• What the task requires: For each line in the data that includes "async", make a copy.

(Dataset entries)
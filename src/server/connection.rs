// Connection handling module
// Accepts and serves a single TCP connection

use std::sync::atomic::{AtomicUsize, Ordering};
use std::sync::Arc;

use hyper::server::conn::http1;
use hyper::service::service_fn;
use hyper_util::rt::TokioIo;

use crate::config::AppState;
use crate::handler;
use crate::logger;

/// Accept and process a connection, checking limits and logging.
///
/// # Arguments
///
/// * `stream` - The TCP stream to handle
/// * `peer_addr` - The peer's socket address
/// * `state` - Shared application state
/// * `conn_counter` - Active connection counter
pub fn accept_connection(
    stream: tokio::net::TcpStream,
    peer_addr: std::net::SocketAddr,
    state: &Arc<AppState>,
    conn_counter: &Arc<AtomicUsize>,
) {
    // Increment counter first, then check limit (prevents race condition)
    let prev_count = conn_counter.fetch_add(1, Ordering::SeqCst);

    if let Some(max_conn) = state.config.performance.max_connections {
        if prev_count >= usize::try_from(max_conn).unwrap_or(usize::MAX) {
            // Exceeded limit: rollback counter and reject
            conn_counter.fetch_sub(1, Ordering::SeqCst);
            logger::log_warning(&format!(
                "Max connections reached: {prev_count}/{max_conn}. Connection rejected."
            ));
            drop(stream);
            return;
        }
    }

    if state.access_log_enabled() {
        logger::log_connection_accepted(&peer_addr);
    }

    // Handle the connection in a spawned task
    handle_connection(stream, peer_addr, Arc::clone(state), Arc::clone(conn_counter));
}

/// Handle a single connection in a spawned task.
///
/// This function:
/// 1. Wraps the TCP stream in `TokioIo`
/// 2. Configures HTTP/1.1 connection settings (keep-alive, timeouts)
/// 3. Serves the connection with the request handler
/// 4. Applies timeout to the connection
/// 5. Decrements connection counter when done
fn handle_connection(
    stream: tokio::net::TcpStream,
    peer_addr: std::net::SocketAddr,
    state: Arc<AppState>,
    conn_counter: Arc<AtomicUsize>,
) {
    tokio::spawn(async move {
        let io = TokioIo::new(stream);

        // Read performance configuration
        let keep_alive_timeout = state.config.performance.keep_alive_timeout;
        let timeout_duration = std::time::Duration::from_secs(std::cmp::max(
            state.config.performance.read_timeout,
            state.config.performance.write_timeout,
        ));

        // Build HTTP/1 connection with keep-alive support
        let mut builder = http1::Builder::new();
        if keep_alive_timeout > 0 {
            builder.keep_alive(true);
        }

        // Serve connection
        let conn = builder.serve_connection(
            io,
            service_fn(move |req| {
                let state_clone = Arc::clone(&state);
                async move { handler::handle_request(req, state_clone, peer_addr).await }
            }),
        );

        // Apply timeout and handle result
        match tokio::time::timeout(timeout_duration, conn).await {
            Ok(Ok(())) => {}
            Ok(Err(err)) => logger::log_connection_error(&err),
            Err(_) => {
                logger::log_warning(&format!(
                    "Connection timeout after {} seconds",
                    timeout_duration.as_secs()
                ));
            }
        }

        // Decrement active connection counter
        conn_counter.fetch_sub(1, Ordering::SeqCst);
    });
}
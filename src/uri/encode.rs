//! Component percent-encoding module
//!
//! Encode sets for the two URI components values get substituted into.
//! Query values are encoded aggressively (everything outside the unreserved
//! set), so a literal `+` becomes `%2B` and survives the server's
//! form-decoding. Path segments keep pchar characters, so a literal `+` in
//! a path stays as-is while a space still becomes `%20`.

use percent_encoding::{utf8_percent_encode, AsciiSet, CONTROLS, NON_ALPHANUMERIC};

/// Characters encoded when substituting a value into a query component:
/// everything except unreserved (ALPHA / DIGIT / "-" / "." / "_" / "~")
pub const QUERY_VALUE: &AsciiSet = &NON_ALPHANUMERIC
    .remove(b'-')
    .remove(b'.')
    .remove(b'_')
    .remove(b'~');

/// Characters encoded when substituting a value into a path segment:
/// everything that is not a pchar (sub-delims such as `+` stay literal)
pub const PATH_SEGMENT: &AsciiSet = &CONTROLS
    .add(b' ')
    .add(b'"')
    .add(b'#')
    .add(b'%')
    .add(b'/')
    .add(b'<')
    .add(b'>')
    .add(b'?')
    .add(b'[')
    .add(b'\\')
    .add(b']')
    .add(b'^')
    .add(b'`')
    .add(b'{')
    .add(b'|')
    .add(b'}');

/// Percent-encode a value for use as a query parameter value
pub fn encode_query_value(value: &str) -> String {
    utf8_percent_encode(value, QUERY_VALUE).to_string()
}

/// Percent-encode a value for use as a path segment
pub fn encode_path_segment(value: &str) -> String {
    utf8_percent_encode(value, PATH_SEGMENT).to_string()
}

#[cfg(test)]
mod tests {
    use super::*;
    use crate::http::query::decode_component;

    #[test]
    fn test_query_value_encodes_plus_and_colon() {
        assert_eq!(
            encode_query_value("2022-11-20T00:00:00+09:00"),
            "2022-11-20T00%3A00%3A00%2B09%3A00"
        );
    }

    #[test]
    fn test_query_value_encodes_space_as_percent20() {
        // Never '+': that would decode back to a space only by convention
        assert_eq!(encode_query_value("a b"), "a%20b");
    }

    #[test]
    fn test_query_value_keeps_unreserved() {
        assert_eq!(encode_query_value("AZaz09-._~"), "AZaz09-._~");
    }

    #[test]
    fn test_path_segment_keeps_literal_plus() {
        assert_eq!(encode_path_segment("hotel+list"), "hotel+list");
        assert_eq!(encode_path_segment("New York"), "New%20York");
    }

    #[test]
    fn test_round_trip_ascii() {
        for s in ["hello", "a=b&c", "50% off", "1+1=2", "q?x#y"] {
            assert_eq!(decode_component(&encode_query_value(s)).unwrap(), s);
        }
    }

    #[test]
    fn test_round_trip_unicode() {
        for s in ["テスト", "naïve café", "日本語とemoji🎌", "Grüße"] {
            assert_eq!(decode_component(&encode_query_value(s)).unwrap(), s);
        }
    }
}
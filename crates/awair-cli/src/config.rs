//! Configuration file support for the awair CLI
//!
//! Provides:
//! - Config file discovery (CLI flag, env var, user config directory)
//! - TOML parsing with serde
//! - Environment variable overrides
//! - Validation

use awair_client::AwairConfig;
use serde::{Deserialize, Serialize};
use std::path::{Path, PathBuf};
use thiserror::Error;
use tracing::{debug, info, warn};

/// Configuration errors
#[derive(Debug, Error)]
pub enum ConfigError {
    #[error("Failed to read config file: {0}")]
    ReadError(#[from] std::io::Error),

    #[error("Failed to parse TOML: {0}")]
    ParseError(#[from] toml::de::Error),

    #[error("Invalid configuration: {0}")]
    ValidationError(String),
}

/// Result type for configuration operations
pub type ConfigResult<T> = Result<T, ConfigError>;

/// Complete CLI configuration
#[derive(Debug, Clone, Default, Serialize, Deserialize)]
#[serde(default)]
pub struct CliConfig {
    /// CLI settings
    pub cli: CliSettings,

    /// Client defaults
    pub client: AwairConfig,
}

/// CLI settings
#[derive(Debug, Clone, Serialize, Deserialize)]
#[serde(default)]
pub struct CliSettings {
    /// Log level: trace, debug, info, warn, error
    pub log_level: String,
}

impl Default for CliSettings {
    fn default() -> Self {
        Self {
            log_level: "warn".to_string(),
        }
    }
}

/// Configuration loader
pub struct ConfigLoader {
    /// Path to config file (if specified via CLI)
    cli_path: Option<PathBuf>,
}

impl ConfigLoader {
    /// Create a new config loader
    pub fn new() -> Self {
        Self { cli_path: None }
    }

    /// Set the config path from CLI argument
    pub fn with_cli_path(mut self, path: Option<PathBuf>) -> Self {
        self.cli_path = path;
        self
    }

    /// Load configuration with the following precedence:
    /// 1. CLI --config flag
    /// 2. AWAIR_CONFIG environment variable
    /// 3. <config dir>/awair/config.toml
    /// 4. Default values
    ///
    /// `AWAIR_*` environment variables are applied on top of the file.
    pub fn load(&self) -> ConfigResult<CliConfig> {
        let mut config = match self.find_config_file() {
            Some(path) => {
                info!("Loading configuration from: {}", path.display());
                self.load_from_file(&path)?
            }
            None => {
                debug!("No config file found, using defaults");
                CliConfig::default()
            }
        };

        self.apply_env_overrides(&mut config);
        self.validate(&config)?;

        Ok(config)
    }

    /// Find the config file to use
    fn find_config_file(&self) -> Option<PathBuf> {
        if let Some(path) = &self.cli_path {
            if path.exists() {
                return Some(path.clone());
            }
            warn!("CLI config path does not exist: {}", path.display());
        }

        if let Ok(env_path) = std::env::var("AWAIR_CONFIG") {
            let path = PathBuf::from(&env_path);
            if path.exists() {
                return Some(path);
            }
            warn!("AWAIR_CONFIG path does not exist: {}", env_path);
        }

        Self::default_config_path().filter(|path| path.exists())
    }

    /// Load configuration from a TOML file
    pub fn load_from_file(&self, path: &Path) -> ConfigResult<CliConfig> {
        let content = std::fs::read_to_string(path)?;
        let config: CliConfig = toml::from_str(&content)?;
        Ok(config)
    }

    /// Apply environment variable overrides
    fn apply_env_overrides(&self, config: &mut CliConfig) {
        if let Ok(val) = std::env::var("AWAIR_LOG_LEVEL") {
            config.cli.log_level = val;
        }
        config.client.apply_env();
    }

    /// Validate configuration
    pub fn validate(&self, config: &CliConfig) -> ConfigResult<()> {
        let valid_levels = ["trace", "debug", "info", "warn", "error"];
        if !valid_levels.contains(&config.cli.log_level.to_lowercase().as_str()) {
            return Err(ConfigError::ValidationError(format!(
                "Invalid log level: {}. Must be one of: {:?}",
                config.cli.log_level, valid_levels
            )));
        }

        let transport = &config.client.transport;
        if transport.timeout_ms == 0 {
            return Err(ConfigError::ValidationError(
                "Request timeout cannot be 0".to_string(),
            ));
        }
        if transport.initial_retry_delay_ms > transport.max_retry_delay_ms {
            return Err(ConfigError::ValidationError(format!(
                "initial_retry_delay_ms ({}) exceeds max_retry_delay_ms ({})",
                transport.initial_retry_delay_ms, transport.max_retry_delay_ms
            )));
        }

        Ok(())
    }

    /// Get the default config file path for the current platform
    pub fn default_config_path() -> Option<PathBuf> {
        dirs::config_dir().map(|d| d.join("awair").join("config.toml"))
    }
}

impl Default for ConfigLoader {
    fn default() -> Self {
        Self::new()
    }
}

#[cfg(test)]
mod tests {
    use super::*;
    use std::io::Write;

    #[test]
    fn test_default_config() {
        let config = CliConfig::default();
        assert_eq!(config.cli.log_level, "warn");
        assert!(!config.client.mock_mode);
        assert!(ConfigLoader::new().validate(&config).is_ok());
    }

    #[test]
    fn test_parse_full_toml() {
        let toml_str = r#"
            [cli]
            log_level = "debug"

            [client]
            bearer_token = "secret"
            device_type = "awair-element"
            device_id = 1234
            mock_mode = true

            [client.transport]
            api_endpoint = "http://localhost:8080/v1"
            max_retries = 5

            [client.transport.headers]
            X-Request-Source = "cli"
        "#;

        let config: CliConfig = toml::from_str(toml_str).unwrap();
        assert_eq!(config.cli.log_level, "debug");
        assert_eq!(config.client.bearer_token.as_deref(), Some("secret"));
        assert_eq!(config.client.device_id, Some(1234));
        assert!(config.client.mock_mode);
        assert_eq!(config.client.transport.max_retries, 5);
        assert_eq!(
            config.client.transport.headers.get("X-Request-Source").map(String::as_str),
            Some("cli")
        );
        // Unset transport fields keep their defaults
        assert_eq!(config.client.transport.timeout_ms, 30_000);
    }

    #[test]
    fn test_load_from_file() {
        let mut file = tempfile::NamedTempFile::new().unwrap();
        writeln!(file, "[client]\ndevice_type = \"awair-omni\"").unwrap();

        let loader = ConfigLoader::new();
        let config = loader.load_from_file(file.path()).unwrap();
        assert_eq!(config.client.device_type.as_deref(), Some("awair-omni"));
    }

    #[test]
    fn test_validation_invalid_log_level() {
        let config = CliConfig {
            cli: CliSettings {
                log_level: "loud".to_string(),
            },
            ..Default::default()
        };
        assert!(ConfigLoader::new().validate(&config).is_err());
    }

    #[test]
    fn test_validation_retry_delays() {
        let mut config = CliConfig::default();
        config.client.transport.initial_retry_delay_ms = 10_000;
        config.client.transport.max_retry_delay_ms = 100;
        assert!(ConfigLoader::new().validate(&config).is_err());
    }
}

• Result for this task:
    tokio::spawn(async move {
                async move { handler::handle_request(req, state_clone, peer_addr).await }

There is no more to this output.